Classical Virtue, Postmodern Practice

Edited by Robert Hariman

Paperback - £33.95

Publication date:

15 May 2003

Length of book:

352 pages


Penn State University Press

ISBN-13: 9780271025278

Realizing that a world remade by techno-science and global capital stands in great need of practical wisdom as an antidote to various forms of modern hubris, scholars across the human sciences have taken a renewed interest in exploring how the classical virtue of prudence can be reformulated as a guide for postmodern practice.

This volume brings together scholars in classics, political philosophy, and rhetoric to analyze prudence as a distinctive and vital form of political intelligence. Through case studies from each of the major periods in the history of prudence, the authors identify neglected resources for political judgment in today's conditions of pluralism and interdependency.

Three assumptions inform these essays: the many dimensions of prudence cannot be adequately represented in the lexicon of any single discipline; the Aristotelian focus on prudence as rational calculation needs to be balanced by the Ciceronian emphasis on prudence as discursive performance embedded in familiar social practices; and understanding prudence requires attention to how it operates through the communicative media and public discourses that constitute the political community.

Contributors, besides the editor, are Stephen H. Browne, Robert W. Cape Jr., Maurice Charland, Peter J. Diamond, Eugene Garver, James Jasinski, John S. Nelson, and Christine L. Oravec.

“The diversity of the subject matter and historical context might seem eclectic, but the volume is nonetheless more coherent than many collections of essays dealing with a single historical period.

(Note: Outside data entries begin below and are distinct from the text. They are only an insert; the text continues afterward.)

/// Lex and execute one source line.
fn execute_line(state: &mut InterpreterState, program: &[String], pos: usize) -> Result<LineResult> {
    let trimmed = program[pos].trim();
    if trimmed.is_empty() || trimmed.starts_with("//") {
        return Ok(LineResult::Advance);
    }

    let tokens = Lexer::for_line(trimmed, pos).tokenize()?;
    let mut cur = Cursor::new(&tokens);

    // Only blank lines, comments, and label declarations may precede
    // Spawn; every actual statement consults the gate before running.
    let trivial = matches!(cur.peek(), TokenKind::Eof | TokenKind::Label(_));
    if !state.spawned && !trivial && *cur.peek() != TokenKind::Keyword(Keyword::Spawn) {
        return Err(Error::runtime(pos, "program must start with Spawn"));
    }

    let result = match cur.peek().clone() {
        TokenKind::Eof => LineResult::Advance,

        TokenKind::Label(_) => {
            cur.advance();
            if !cur.at_end() {
                return Err(Error::syntax(pos, "a label must stand alone on its line"));
            }
            LineResult::Advance
        }

        TokenKind::Identifier(name) => {
            cur.advance();
            cur.expect(TokenKind::Assign, "'<-' in assignment")?;
            if !name.chars().next().is_some_and(|c| c.is_ascii_alphabetic()) {
                return Err(Error::syntax(
                    pos,
                    format!("variable name '{}' must start with a letter", name),
                ));
            }
            let value = EvalCtx::new(&state.vars, &state.canvas).eval_value(&mut cur)?;
            state.vars.insert(name.to_lowercase(), value);
            LineResult::Advance
        }

        TokenKind::Keyword(kw) if kw.is_builtin() => {
            // A bare query call is legal; its value is discarded.
            EvalCtx::new(&state.vars, &state.canvas).eval_value(&mut cur)?;
            LineResult::Advance
        }

        TokenKind::Keyword(kw) => {
            cur.advance();
            execute_command(state, program, pos, kw, &mut cur)?
        }

        _ => return Err(Error::syntax(pos, "unrecognized statement")),
    };

    if !cur.at_end() {
        return Err(Error::syntax(pos, "unexpected tokens after statement"));
    }

    Ok(result)
}

/// Execute a keyword statement whose keyword has already been consumed.
fn execute_command(
    state: &mut InterpreterState,
    program: &[String],
    pos: usize,
    kw: Keyword,
    cur: &mut Cursor,
) -> Result<LineResult> {
    match kw {
        Keyword::Spawn => {
            if state.spawned {
                return Err(Error::runtime(pos, "Spawn may only appear once"));
            }
            let [x, y] = int_args(state, cur)?;
            if !state.canvas.in_bounds(x, y) {
                return Err(Error::runtime(
                    pos,
                    format!("spawn position ({}, {}) is outside the canvas", x, y),
                ));
            }
            state.canvas.set_position(x, y);
            state.spawned = true;
            Ok(LineResult::Advance)
        }

        Keyword::Color => {
            cur.expect(TokenKind::LeftParen, "'('")?;
            let name = match cur.peek().clone() {
                TokenKind::Str(name) => {
                    cur.advance();
                    name
                }
                _ => return Err(Error::syntax(pos, "expected a color string")),
            };
            cur.expect(TokenKind::RightParen, "')'")?;
            let color = PaletteColor::parse(&name)
                .ok_or_else(|| Error::name(pos, format!("unknown color '{}'", name)))?;
            state.canvas.set_color(color);
            Ok(LineResult::Advance)
        }

        Keyword::Size => {
            let [size] = int_args(state, cur)?;
            state.canvas.set_brush_size(size);
            Ok(LineResult::Advance)
        }

        Keyword::DrawLine => {
            let [dx, dy, dist] = int_args(state, cur)?;
            state.canvas.draw_line(dx, dy, dist);
            Ok(LineResult::Advance)
        }

        Keyword::DrawCircle => {
            let [dx, dy, radius] = int_args(state, cur)?;
            state.canvas.draw_circle(dx, dy, radius);
            Ok(LineResult::Advance)
        }

        Keyword::DrawRectangle => {
            let [dx, dy, dist, w, h] = int_args(state, cur)?;
            state.canvas.draw_rectangle(dx, dy, dist, w, h);
            Ok(LineResult::Advance)
        }

        Keyword::Fill => {
            cur.expect(TokenKind::LeftParen, "'('")?;
            cur.expect(TokenKind::RightParen, "')'")?;
            state.canvas.fill();
            Ok(LineResult::Advance)
        }

        Keyword::GoTo => {
            cur.expect(TokenKind::LeftBracket, "'[' before label name")?;
            let name = match cur.peek().clone() {
                TokenKind::Identifier(name) => {
                    cur.advance();
                    name
                }
                _ => return Err(Error::syntax(pos, "expected a label name")),
            };
            cur.expect(TokenKind::RightBracket, "']' after label name")?;

            // The condition is optional; a bare GoTo is unconditional.
            let taken = if cur.matches(&TokenKind::LeftParen) {
                let cond = EvalCtx::new(&state.vars, &state.canvas).eval_bool(cur)?;
                cur.expect(TokenKind::RightParen, "')' after condition")?;
                cond
            } else {
                true
            };

            if !taken {
                return Ok(LineResult::Advance);
            }
            // The label is only resolved on a taken jump, so an undefined
            // label behind a false condition never fails.
            match state.labels.lookup(&name) {
                Some(target) => Ok(LineResult::Jump(target)),
                None => Err(Error::name(pos, format!("undefined label '{}'", name))),
            }
        }

        Keyword::If => {
            cur.expect(TokenKind::LeftParen, "'(' after If")?;
            let cond = EvalCtx::new(&state.vars, &state.canvas).eval_bool(cur)?;
            cur.expect(TokenKind::RightParen, "')' after condition")?;
            cur.matches(&TokenKind::Keyword(Keyword::Then));
            if cond {
                Ok(LineResult::Advance)
            } else {
                skip_if_branch(program, pos, true).map(LineResult::Jump)
            }
        }

        // An Else reached in normal flow ends the taken branch.
        Keyword::Else => skip_if_branch(program, pos, false).map(LineResult::Jump),

        Keyword::EndIf => Ok(LineResult::Advance),

        Keyword::While => {
            cur.expect(TokenKind::LeftParen, "'(' after While")?;
            let cond = EvalCtx::new(&state.vars, &state.canvas).eval_bool(cur)?;
            cur.expect(TokenKind::RightParen, "')' after condition")?;
            cur.matches(&TokenKind::Keyword(Keyword::Do));
            if cond {
                Ok(LineResult::Advance)
            } else {
                skip_while_body(program, pos).map(LineResult::Jump)
            }
        }

        // Jump back to the While header so the condition re-evaluates.
        Keyword::EndWhile => find_while_start(program, pos).map(LineResult::Jump),

        _ => Err(Error::syntax(pos, "unrecognized statement")),
    }
}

Not only does it remain focused throughout on the topic at hand, but its more rhetorical, less philosophical, perspective on prudence and practical wisdom gives it a definite cogency and originality. More importantly, one finds throughout an obviously sincere desire to investigate the relevance of prudence for our present state of affairs. His knowledge and mastery of the literature and various perspectives on prudence is impressive. His critical attitude is all the more praiseworthy in view of the fact that he never ‘gives in’ entirely to one contemporary theoretical perspective, be it the civic republicanism of a Beiner, the loftier logic of interpretation of a Gadamer (which he terms ‘bourgeois prudence’) or the ‘avant-garde prudence’ of post-structuralist thinkers such as Lyotard. As befits his subject, he is always conscious of limits and context. His ability to relate classical or early modern aspects of prudence to contemporary perspectives such as ecology (or the Monica Lewinsky scandal!) is also notable, through some more recent historical events might have been even better fodder for such analysis.”